【初心者でも簡単】家庭菜園の土づくりを解説!肥料の選び方や手順も。
お家の庭に畑を作って家庭菜園に挑戦してみたいんだけど、土ってどうすればいいんだろう??栄養とか肥料とかよくわからないな???
今回はそんな方に向けて、初心者さんにもわかりやすく、家庭菜園での土づくりについて解説します!
石灰・堆肥・肥料についても解説するので、是非参考にしてみてください!
家庭菜園における「よい土」とは?
家庭菜園や畑づくりをしていると、よく「ふかふかの土はよい土だ」という話を聞くと思います。
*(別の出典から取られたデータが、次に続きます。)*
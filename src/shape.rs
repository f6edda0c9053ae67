// ============================================================================
// Shape Table
// ============================================================================

/// Side length of the square grid every shape is defined on.
pub const SHAPE_SIZE: usize = 4;

type Grid = [[u8; SHAPE_SIZE]; SHAPE_SIZE];

// Canonical (rotation 0) grids, row-major, indexed by `Shape::index()`.
const GRIDS: [Grid; 7] = [
    // I
    [[0, 0, 0, 0], [1, 1, 1, 1], [0, 0, 0, 0], [0, 0, 0, 0]],
    // O
    [[0, 1, 1, 0], [0, 1, 1, 0], [0, 0, 0, 0], [0, 0, 0, 0]],
    // T
    [[0, 1, 0, 0], [1, 1, 1, 0], [0, 0, 0, 0], [0, 0, 0, 0]],
    // S
    [[0, 1, 1, 0], [1, 1, 0, 0], [0, 0, 0, 0], [0, 0, 0, 0]],
    // Z
    [[1, 1, 0, 0], [0, 1, 1, 0], [0, 0, 0, 0], [0, 0, 0, 0]],
    // J
    [[1, 0, 0, 0], [1, 1, 1, 0], [0, 0, 0, 0], [0, 0, 0, 0]],
    // L
    [[0, 0, 1, 0], [1, 1, 1, 0], [0, 0, 0, 0], [0, 0, 0, 0]],
];

#[derive(Clone, Copy, PartialEq, Eq, Hash, Debug)]
pub enum Shape {
    I,
    O,
    T,
    S,
    Z,
    J,
    L,
}

impl Shape {
    pub const ALL: [Shape; 7] = [
        Shape::I,
        Shape::O,
        Shape::T,
        Shape::S,
        Shape::Z,
        Shape::J,
        Shape::L,
    ];

    /// Table index in `0..7`.
    pub fn index(self) -> usize {
        self as usize
    }

    /// Panics if `index >= 7`.
    pub fn from_index(index: usize) -> Self {
        assert!(index < Self::ALL.len(), "shape index {index} out of range");
        Self::ALL[index]
    }

    /// Value written into a board cell when this shape locks (`1..=7`).
    pub fn cell_value(self) -> u8 {
        self as u8 + 1
    }

    /// Inverse of [`Shape::cell_value`]; `None` for empty (0) or junk values.
    pub fn from_cell_value(value: u8) -> Option<Self> {
        match value {
            1..=7 => Some(Self::ALL[value as usize - 1]),
            _ => None,
        }
    }
}

/// Whether cell `(row, col)` of `shape` is filled after `rotation` quarter
/// turns. Any rotation is accepted and reduced mod 4, so negative values
/// turn the other way.
///
/// Panics if `row` or `col` is outside `0..4`.
pub fn occupied(shape: Shape, rotation: i32, row: usize, col: usize) -> bool {
    assert!(
        row < SHAPE_SIZE && col < SHAPE_SIZE,
        "shape cell ({row}, {col}) out of range"
    );
    let grid = &GRIDS[shape.index()];
    let last = SHAPE_SIZE - 1;
    let value = match rotation.rem_euclid(4) {
        0 => grid[row][col],
        1 => grid[last - col][row],
        2 => grid[last - row][last - col],
        _ => grid[col][last - row],
    };
    value != 0
}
ではこの「ふかふかの土」とは一体どんな土なのでしょうか?
専門的な言葉で言うと「団粒構造の土壌」と言ったりします。
小さな土のかたまりが集まって「団粒」という状態になります。
一つ一つの団粒は水分を保持することもできるので保水性がよく、その団粒が集まっている状態は、水や空気の通り道も確保されているので、
- 通気性が良く
- 保水性が良く、水はけもよい
- 水に溶けた肥料も蓄えられる(保肥力が高い)
という、野菜の栽培にはぴったりの土の状態になります。
団粒同士のすき間は、植物の根も張りやすいので大きく成長を促すこともできるんですね。
この「団粒構造の土壌」ができるには、土の中の微生物が堆肥などの有機物を分解して小さな土のかたまり同士をくっつけ団粒を作っていきます。
ご自身の畑の土の状態をしっかり把握して「ふかふかの土」を目指して土づくりをしていきましょう!
現状を把握しよう
畑を作る前に「土壌診断」をするのをおすすめします。
「土壌診断」をすることで、これから畑にする場所の土の状態を把握することができ、美味しい野菜を育てるために何をするべきかもわかったりします。
土に含まれるすべての養分を分析するためには専門の分析機関に調査を依頼する必要がありますが、家庭菜園で趣味や自分の食べる分を栽培しているのであれば、簡易な検査キットなどを使うと便利です。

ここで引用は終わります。